Thursday, October 05, 2006

First Entry!


Well, I'm never particularly good at filling these things. History has shown me to be terribly disogranised when it comes to keeping diaries and journals, so I don't imagine this will be any different. Still, here I am, entering the world of blogs, though I'm a self-proclaimed loather of the propensity for turning the internet into a personal "sob space." Thus, I will attempt to keep my sobbing to a minimum.

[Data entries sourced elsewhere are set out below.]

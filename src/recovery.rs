//! Device-loss recovery as a pure state machine.
//!
//! [`Recovery::handle`] consumes one [`Event`] and returns the [`Action`]s the
//! owner has to carry out, in order. It never touches a surface or a context
//! itself, which keeps every transition testable without a device.

use crate::gpu::SignalKind;
use tracing::{debug, warn};

#[derive(Debug, Clone, Copy, PartialEq, Eq)]
pub enum RecoveryState {
    Active,
    Lost,
    Recovering,
}

/// Inputs to the machine.
#[derive(Debug, Clone, Copy, PartialEq, Eq)]
pub enum Event {
    /// The device went away. `animating` is the clock state at that moment.
    ContextLost { animating: bool },
    ContextRestored,
    /// A fresh scene was built after a restore.
    Rebuilt { has_media: bool },
    RebuildFailed,
}

/// Work requested from the owner of the state machine.
#[derive(Debug, Clone, Copy, PartialEq, Eq)]
pub enum Action {
    /// Claim the signal so the platform keeps the surface restorable.
    Claim(SignalKind),
    Subscribe(SignalKind),
    Unsubscribe(SignalKind),
    StopAnimation,
    /// Drop the scene and its context; media and dimensions stay.
    ReleaseScene,
    /// Rebuild from the retained effect list and dimensions, then report
    /// [`Event::Rebuilt`] or [`Event::RebuildFailed`].
    Rebuild,
    ReapplyMedia,
    ResumeAnimation,
}

#[derive(Debug)]
pub struct Recovery {
    state: RecoveryState,
    resume_animation: bool,
}

impl Default for Recovery {
    fn default() -> Self {
        Self::new()
    }
}

impl Recovery {
    pub fn new() -> Self {
        Self {
            state: RecoveryState::Active,
            resume_animation: false,
        }
    }

    pub fn state(&self) -> RecoveryState {
        self.state
    }

    /// True when animation will be resumed once the scene is rebuilt.
    pub fn resumes_animation(&self) -> bool {
        self.resume_animation
    }

    /// Asks for animation to resume after recovery, e.g. because playback
    /// was requested while the device was gone.
    pub fn request_resume(&mut self) {
        if self.state != RecoveryState::Active {
            self.resume_animation = true;
        }
    }

    pub fn handle(&mut self, event: Event) -> Vec<Action> {
        use Action::*;
        use RecoveryState::*;

        let (next, actions) = match (self.state, event) {
            (Active, Event::ContextLost { animating }) => {
                self.resume_animation = animating;
                (
                    Lost,
                    // subscribe first: a surface may restore from within the claim
                    vec![
                        Subscribe(SignalKind::ContextRestored),
                        Claim(SignalKind::ContextLost),
                        StopAnimation,
                        ReleaseScene,
                    ],
                )
            }
            (Lost, Event::ContextRestored) => (
                Recovering,
                vec![
                    Claim(SignalKind::ContextRestored),
                    Unsubscribe(SignalKind::ContextRestored),
                    Rebuild,
                ],
            ),
            (Recovering, Event::Rebuilt { has_media }) => {
                let mut actions = Vec::new();
                if has_media {
                    actions.push(ReapplyMedia);
                }
                if std::mem::take(&mut self.resume_animation) {
                    actions.push(ResumeAnimation);
                }
                (Active, actions)
            }
            // a later restore signal retries the rebuild
            (Recovering, Event::RebuildFailed) => (Lost, vec![Subscribe(SignalKind::ContextRestored)]),
            (state, event) => {
                warn!(?state, ?event, "Ignoring recovery event");
                return Vec::new();
            }
        };

        debug!(from = ?self.state, to = ?next, ?event, "Recovery transition");
        self.state = next;
        actions
    }
}

#[cfg(test)]
mod tests {
    use super::*;

    #[test]
    fn test_loss_releases_and_waits_for_restore() {
        let mut recovery = Recovery::new();
        let actions = recovery.handle(Event::ContextLost { animating: true });

        assert_eq!(recovery.state(), RecoveryState::Lost);
        assert_eq!(
            actions,
            vec![
                Action::Subscribe(SignalKind::ContextRestored),
                Action::Claim(SignalKind::ContextLost),
                Action::StopAnimation,
                Action::ReleaseScene,
            ]
        );
        assert!(recovery.resumes_animation());
    }

    #[test]
    fn test_full_cycle_resumes_animation_and_media() {
        let mut recovery = Recovery::new();
        recovery.handle(Event::ContextLost { animating: true });

        let actions = recovery.handle(Event::ContextRestored);
        assert_eq!(recovery.state(), RecoveryState::Recovering);
        assert_eq!(actions.last(), Some(&Action::Rebuild));

        let actions = recovery.handle(Event::Rebuilt { has_media: true });
        assert_eq!(recovery.state(), RecoveryState::Active);
        assert_eq!(actions, vec![Action::ReapplyMedia, Action::ResumeAnimation]);
        assert!(!recovery.resumes_animation());
    }

    #[test]
    fn test_idle_instance_stays_idle_after_restore() {
        let mut recovery = Recovery::new();
        recovery.handle(Event::ContextLost { animating: false });
        recovery.handle(Event::ContextRestored);

        let actions = recovery.handle(Event::Rebuilt { has_media: false });
        assert!(actions.is_empty());
    }

    #[test]
    fn test_play_while_lost_resumes_later() {
        let mut recovery = Recovery::new();
        recovery.request_resume();
        assert!(!recovery.resumes_animation());

        recovery.handle(Event::ContextLost { animating: false });
        recovery.request_resume();
        recovery.handle(Event::ContextRestored);
        let actions = recovery.handle(Event::Rebuilt { has_media: false });
        assert_eq!(actions, vec![Action::ResumeAnimation]);
    }

    #[test]
    fn test_failed_rebuild_returns_to_lost() {
        let mut recovery = Recovery::new();
        recovery.handle(Event::ContextLost { animating: true });
        recovery.handle(Event::ContextRestored);

        let actions = recovery.handle(Event::RebuildFailed);
        assert_eq!(recovery.state(), RecoveryState::Lost);
        assert_eq!(actions, vec![Action::Subscribe(SignalKind::ContextRestored)]);
        assert!(recovery.resumes_animation());
    }

    #[test]
    fn test_out_of_order_events_are_ignored() {
        let mut recovery = Recovery::new();
        assert!(recovery.handle(Event::ContextRestored).is_empty());
        assert_eq!(recovery.state(), RecoveryState::Active);

        recovery.handle(Event::ContextLost { animating: false });
        assert!(recovery.handle(Event::ContextLost { animating: true }).is_empty());
        assert!(!recovery.resumes_animation());
    }
}
//! Webcam capture.
//!
//! [`NokhwaCapture`] talks to the camera synchronously; [`AsyncCapture`]
//! runs it on a worker thread and exposes the newest frame as a
//! [`FrameSource`](crate::media::FrameSource).

mod async_capture;
mod nokhwa_backend;

pub use async_capture::AsyncCapture;
pub use nokhwa_backend::NokhwaCapture;

use crate::frame::VideoFrame;
use anyhow::Result;

/// A blocking camera backend.
pub trait CaptureBackend {
    fn list_devices() -> Result<Vec<CameraInfo>>
    where
        Self: Sized;

    fn open(config: CaptureConfig) -> Result<Self>
    where
        Self: Sized;

    /// Blocks until the next frame arrives.
    fn capture_frame(&mut self) -> Result<VideoFrame>;

    fn frame_size(&self) -> (u32, u32);
}

#[derive(Debug, Clone)]
pub struct CameraInfo {
    pub index: u32,
    pub name: String,
}

/// Requested capture mode. Backends pick the closest mode the device offers.
#[derive(Debug, Clone)]
pub struct CaptureConfig {
    pub device_index: u32,
    pub width: u32,
    pub height: u32,
    pub fps: u32,
}

impl Default for CaptureConfig {
    fn default() -> Self {
        Self {
            device_index: 0,
            width: 1280,
            height: 720,
            fps: 30,
        }
    }
}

Truth be told, the main reason I set up an account was simply so I could post comments on another. And not just any other, it is the blog of a family who has just lost their 9 year old daughter to cancer; the blog that made me aware blogspot existed. Everyone has a story which has touched them and, with a little diligence, it can sometimes change your life. I don't know if Christi's story will change mine, but I'm certainly hopeful it will. Since I'm pretty sure you're all wondering just how marvellous a story it could be, to make ME eat humble pie, here is the link to Christi's blog:

www.christithomas.blogspot.com

A sad story to be sure, but an inspiring one as well. I'm hoping it'll give me the extra push I need to volunteer at Ronald McDonald House, which I'd already thought of doing earlier in the year. I've emailed, I just have to phone to make an appointment now. I'm also hoping that Christi's strength will be the boost I need to actually change my lifestyle for the better and get myself fit. I feel like I have the body of a 50 year old, which is not good considering I'm not yet 30. :P If anything, I'll probably use this blog to document those two particular journeys; it won't hurt to have a little extra motivation.